The Pablo Escobar Museum in Medellin, Colombia
On September 19th, authorities pointed out that Pablo's little brother Roberto, the museum owner/operator, had failed to obtain the proper license with the Ministry of Trade, Industry and Tourism. The Escobar Museum, exhibiting the drug baron’s expensive toys, is just one stop on the growing number of 'narco-tours' popping up in Medellin (NPR reported a total of 15 earlier this year). Anxious to clean up the country's image as the murder capital of the world (The Real Housewives of NY were entertained in Colombia's Cartagena last season for gosh sake!) the government struggles mightily with the insidious Escobar hero-worship industry. "There is a temporary suspension of the activities of this business in Medellin, dedicated to promoting the life of one of the saddest bandits, of those who have done the most damage to this city," the Medellin Security Chief described the museum shut-down. "As if it that were not enough this establishment also did not comply with the regulations." The Mayor stated, "We have to tell the story, not the mobsters."

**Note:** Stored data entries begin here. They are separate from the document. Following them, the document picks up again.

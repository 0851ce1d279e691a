use chrono::{DateTime, NaiveDate, Utc};
use serde::{Deserialize, Serialize};
use sqlx::types::Json;

#[derive(Debug, Clone, Serialize, Deserialize, sqlx::FromRow)]
pub struct Association {
    pub id: u64,
    pub name: String,
    pub description: String,
    pub founded_date: NaiveDate,
    pub address: String,
    pub phone: String,
    pub email: String,
    pub logo: Option<String>,
    pub facebook: Option<String>,
    pub twitter: Option<String>,
    pub instagram: Option<String>,
    pub commission: Json<Vec<String>>,
    pub game_schedule: String,
    pub monthly_fee_cents: i64,
    pub created_at: DateTime<Utc>,
    pub updated_at: DateTime<Utc>,
}

/// What the public landing page shows.
#[derive(Debug, Clone, Serialize)]
pub struct AssociationProfile {
    pub association: Association,
    pub slug: String,
    pub total_players: i64,
}
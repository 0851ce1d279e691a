//! Populates a fresh database: the association, its slug, the committee
//! account and the first allowlist entries. Safe to run more than once.

use std::sync::Arc;

use anyhow::{Context, Result};
use chrono::NaiveDate;
use dotenvy::dotenv;
use porto::{
    config::Config,
    constants::Role,
    infrastructure::database,
    repository::{
        self,
        association::NewAssociation,
        user::NewUser,
    },
    usecases::password::hash_password,
};
use tracing_subscriber::EnvFilter;

const ASSOCIATION_NAME: &str = "Associação de Porto dos Santos";

const ALLOWED: [(&str, &str); 8] = [
    ("52998224725", "Mauricio Porto"),
    ("11144477735", "Stivie"),
    ("39053344705", "Bugari"),
    ("12345678909", "João Silva"),
    ("98765432100", "Maria Santos"),
    ("11122233396", "Pedro Oliveira"),
    ("55566677720", "Carlos Souza"),
    ("99988877714", "Ana Costa"),
];

#[tokio::main]
async fn main() -> Result<()> {
    dotenv().ok();

    tracing_subscriber::fmt()
        .with_env_filter(EnvFilter::from_default_env())
        .init();

    let config = Arc::new(Config::from_env()?);
    let db = database::create_pool(&config.database).await?;
    database::run_migrations(&db).await?;

    let association_id = match repository::association::fetch_by_name(&db, ASSOCIATION_NAME).await? {
        Some(existing) => existing.id,
        None => {
            let founded = NaiveDate::from_ymd_opt(2020, 1, 15).context("founding date")?;

            repository::association::insert(
                &db,
                &NewAssociation {
                    name: ASSOCIATION_NAME,
                    description: "Uma associação de futebol dedicada a promover o esporte e a \
                                  união entre os membros da comunidade de Porto dos Santos, \
                                  Itaparica, Bahia.",
                    founded_date: founded,
                    address: "Rua Alto do Verão, Porto dos Santos, Itaparica, Bahia",
                    phone: "(71) 99999-9999",
                    email: "contato@portodossantos.com.br",
                    facebook: Some("https://facebook.com/portodossantos"),
                    twitter: Some("https://twitter.com/portodossantos"),
                    instagram: Some("https://instagram.com/portodossantos"),
                    commission: vec!["Mauricio Porto".into(), "Stivie".into(), "Bugari".into()],
                    game_schedule: "Domingos pela manhã",
                    monthly_fee_cents: 5_000,
                },
            )
            .await?
        },
    };
    tracing::info!(association_id, "association ready");

    repository::slug::insert_if_missing(&db, &config.default_slug, association_id).await?;
    tracing::info!(slug = %config.default_slug, "slug ready");

    let admin_password = std::env::var("SEED_ADMIN_PASSWORD").unwrap_or_else(|_| "admin123".into());
    let password_hash = hash_password(&admin_password, config.session.bcrypt_cost).await?;

    let admin = NewUser {
        name: "Administrador",
        email: "admin@portodossantos.com",
        cpf: None,
        password_hash: &password_hash,
        role: Role::Committee,
    };
    match repository::user::create(&db, &admin).await? {
        Some(id) => tracing::info!(user_id = id, email = admin.email, "committee account created"),
        None => tracing::info!(email = admin.email, "committee account already exists"),
    }

    let mut added = 0;
    for (cpf, name) in ALLOWED {
        if repository::allowed_user::insert(&db, cpf, name).await? {
            added += 1;
        }
    }
    tracing::info!(added, total = ALLOWED.len(), "allowlist ready");

    Ok(())
}
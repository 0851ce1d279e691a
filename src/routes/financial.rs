use std::collections::HashMap;

use axum::{
    Extension, Form,
    body::Bytes,
    extract::{Multipart, Path, Query, State},
    http::StatusCode,
    response::{Html, Response},
};

use crate::{
    constants::{MAX_RECEIPT_SIZE, MonthlyStatus},
    dto::{
        financial::{
            GenerateMonthliesForm, MonthlyStatusForm, NewCardForm, NewMonthlyForm,
            TransactionUpload,
        },
        flash::FlashQuery,
    },
    error::{AppError, PageResult},
    repository::{self, transaction::NewTransaction},
    routes::{default_association, redirect_back},
    state::AppState,
    usecases::{dashboard::summarize, report::StatusCounts, session::Session},
    utils::{fmt_brl, local_today, month_start, receipt_file_name, reference_month},
    views::{self, financial::FinancialPage},
};

const PAGE: &str = "/financial";
const RECENT: u32 = 20;

pub async fn get_financial(
    State(state): State<AppState>,
    Extension(session): Extension<Session>,
    Query(flash): Query<FlashQuery>,
) -> PageResult<Html<String>> {
    let db = &state.db;
    let today = local_today(state.config.utc_offset_hours);

    let (month_transactions, recent, status_rows, pending_cards, recent_monthlies, recent_cards) =
        tokio::try_join!(
            repository::transaction::fetch_since(db, month_start(today)),
            repository::transaction::fetch_recent(db, RECENT),
            repository::monthly::count_by_status(db, None),
            repository::card::pending_summary(db),
            repository::monthly::fetch_recent(db, RECENT),
            repository::card::fetch_recent(db, RECENT),
        )?;

    let (players, monthly_fee_cents) = if session.is_committee() {
        let players = repository::player::fetch_active_names(db).await?;
        let fee = default_association(&state)
            .await
            .map(|a| a.monthly_fee_cents)
            .unwrap_or_default();
        (players, fee)
    } else {
        (Vec::new(), 0)
    };

    let month = reference_month(today);
    let today = today.format("%Y-%m-%d").to_string();

    let page = FinancialPage {
        month: &month,
        totals: summarize(&month_transactions),
        monthlies: StatusCounts::from_rows(&status_rows),
        pending_cards,
        transactions: &recent,
        recent_monthlies: &recent_monthlies,
        recent_cards: &recent_cards,
        players: &players,
        monthly_fee_cents,
        today: &today,
        notice: flash.notice.as_deref(),
        error: flash.error.as_deref(),
    };

    Ok(Html(views::financial::render(&session, &page)))
}

async fn read_fields(multipart: &mut Multipart) -> Result<HashMap<String, Bytes>, AppError> {
    let mut fields = HashMap::new();

    loop {
        let field = match multipart.next_field().await {
            Ok(Some(field)) => field,
            Ok(None) => break,
            Err(e) if e.status() == StatusCode::PAYLOAD_TOO_LARGE => {
                return Err(too_large());
            },
            Err(e) => return Err(AppError::validation(e.body_text())),
        };

        let name = field.name().unwrap_or_default().to_owned();
        let content = field.bytes().await.map_err(|e| {
            if e.status() == StatusCode::PAYLOAD_TOO_LARGE {
                too_large()
            } else {
                AppError::validation(e.body_text())
            }
        })?;

        fields.insert(name, content);
    }

    Ok(fields)
}

fn too_large() -> AppError {
    AppError::PayloadTooLarge("Arquivo muito grande (máximo 10MB)".into())
}

async fn create_transaction(state: &AppState, multipart: &mut Multipart) -> Result<String, AppError> {
    let upload = TransactionUpload::from_fields(read_fields(multipart).await?)?;

    let receipt = match &upload.receipt {
        Some(data) if data.len() > MAX_RECEIPT_SIZE => return Err(too_large()),
        Some(data) => {
            let name = receipt_file_name(data).ok_or_else(|| {
                AppError::validation("Formato de comprovante não suportado (use PDF, JPEG ou PNG)")
            })?;

            state.storage.save_receipt(&name, data).await?;
            Some(name)
        },
        None => None,
    };

    let id = repository::transaction::insert(
        &state.db,
        &NewTransaction {
            kind: upload.kind,
            category: &upload.category,
            amount_cents: upload.amount_cents,
            date: upload.date,
            description: &upload.description,
            receipt: receipt.as_deref(),
        },
    )
    .await?;

    tracing::info!(transaction_id = id, kind = upload.kind.as_str(), "transaction recorded");

    Ok(format!(
        "{} de {} registrada",
        upload.kind.label(),
        fmt_brl(upload.amount_cents)
    ))
}

pub async fn post_transaction(State(state): State<AppState>, mut multipart: Multipart) -> Response {
    redirect_back(PAGE, create_transaction(&state, &mut multipart).await)
}

async fn create_monthly(state: &AppState, form: &NewMonthlyForm) -> Result<String, AppError> {
    let draft = form.validate()?;

    if repository::player::fetch_by_id(&state.db, draft.player_id)
        .await?
        .is_none()
    {
        return Err(AppError::NotFound("Jogador não encontrado".into()));
    }

    repository::monthly::create(
        &state.db,
        draft.player_id,
        draft.amount_cents,
        &draft.reference_month,
        draft.due_date,
    )
    .await?
    .ok_or_else(|| AppError::Conflict("Mensalidade já lançada para este mês".into()))?;

    Ok(format!("Mensalidade de {} lançada", draft.reference_month))
}

pub async fn post_monthly(State(state): State<AppState>, Form(form): Form<NewMonthlyForm>) -> Response {
    redirect_back(PAGE, create_monthly(&state, &form).await)
}

async fn generate_monthlies(
    state: &AppState,
    form: &GenerateMonthliesForm,
) -> Result<String, AppError> {
    let (month, due_date) = form.validate()?;
    let fee = default_association(state).await?.monthly_fee_cents;

    if fee <= 0 {
        return Err(AppError::validation(
            "Defina o valor da mensalidade na administração antes de gerar",
        ));
    }

    let created = repository::monthly::generate_for_month(&state.db, &month, fee, due_date).await?;

    tracing::info!(month = %month, created, "monthlies generated");

    Ok(format!("{created} mensalidade(s) gerada(s) para {month}"))
}

pub async fn post_generate_monthlies(
    State(state): State<AppState>,
    Form(form): Form<GenerateMonthliesForm>,
) -> Response {
    redirect_back(PAGE, generate_monthlies(&state, &form).await)
}

async fn change_monthly_status(
    state: &AppState,
    id: u64,
    form: &MonthlyStatusForm,
) -> Result<String, AppError> {
    let status = form.validate()?;
    let today = local_today(state.config.utc_offset_hours);

    if !repository::monthly::update_status(&state.db, id, status, today).await? {
        return Err(AppError::NotFound("Mensalidade não encontrada".into()));
    }

    Ok(match status {
        MonthlyStatus::Paid => "Pagamento registrado".to_string(),
        other => format!("Mensalidade marcada como {}", other.label().to_lowercase()),
    })
}

pub async fn post_monthly_status(
    State(state): State<AppState>,
    Path(id): Path<u64>,
    Form(form): Form<MonthlyStatusForm>,
) -> Response {
    redirect_back(PAGE, change_monthly_status(&state, id, &form).await)
}

async fn create_card(state: &AppState, form: &NewCardForm) -> Result<String, AppError> {
    let draft = form.validate()?;

    if repository::player::fetch_by_id(&state.db, draft.player_id)
        .await?
        .is_none()
    {
        return Err(AppError::NotFound("Jogador não encontrado".into()));
    }

    repository::card::insert(
        &state.db,
        draft.player_id,
        &draft.description,
        draft.amount_cents,
        draft.date,
    )
    .await?;

    Ok(format!("Cartão de {} lançado", fmt_brl(draft.amount_cents)))
}

pub async fn post_card(State(state): State<AppState>, Form(form): Form<NewCardForm>) -> Response {
    redirect_back(PAGE, create_card(&state, &form).await)
}

async fn pay_card(state: &AppState, id: u64) -> Result<String, AppError> {
    if !repository::card::mark_paid(&state.db, id).await? {
        return Err(AppError::NotFound("Cartão não encontrado ou já pago".into()));
    }

    Ok("Cartão marcado como pago".to_string())
}

pub async fn post_pay_card(State(state): State<AppState>, Path(id): Path<u64>) -> Response {
    redirect_back(PAGE, pay_card(&state, id).await)
}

Hundreds of museums across the U.S. bear testament to the public's fascination with crime and darkness: the Mob Museum, museums dedicated to the memory of Bonnie and Clyde, Jesse James, and, especially in the West, Billy the Kid, Butch Cassidy: all not nice people. An exhibition of the state's most notorious offenders is currently showing in conservative Kansas. Such museums strive for non-glorified portrayals but the bad guys' brazen stories inevitably overshadow the silent victims in our collective consciousness (or conscience). Although Colombian officials hope the narco-tours will present a balanced account of the drug czar's swath of destruction, the guides providing first-hand accounts of Escobar's mystique, like brother Roberto, are most popular. The Romance of the Outlaw burns brightly.
Pablo Escobar's jet ski on display at the Pablo Escobar Museum
People much smarter than me have written about our impulse to rubberneck at horrendous brutality—how it must certainly reflect some deep-seated Darwinian survival instinct—our compulsion to examine the deviant minority probably being designed to reinforce acceptable social norms? Or perhaps we’re simply wound so tightly by society's constraints, we can't help but cheer on the elite offenders who've managed to royally elude the rules? Whatever primitive hard-wiring may be controlling our fascination with evil, it's the museum's role to explain ourselves to ourselves, especially our most base selves, using the tangible relics of our past, whether they be bullet-ridden windshields or jet skis.
Reported from Fox News to the BBC to the India Times, rather than slowing down the little Escobar museum, the authorities' bureaucratic hassling of Roberto just wrote the next chapter. Stay tuned for the grand reopening. Some human sagas are just too gripping to look away.
Renee Montgomery served as a senior manager at LACMA for 35 years dealing with exhibitions and collections. She currently straddles L.A. and Tulsa Oklahoma where she is an art educator.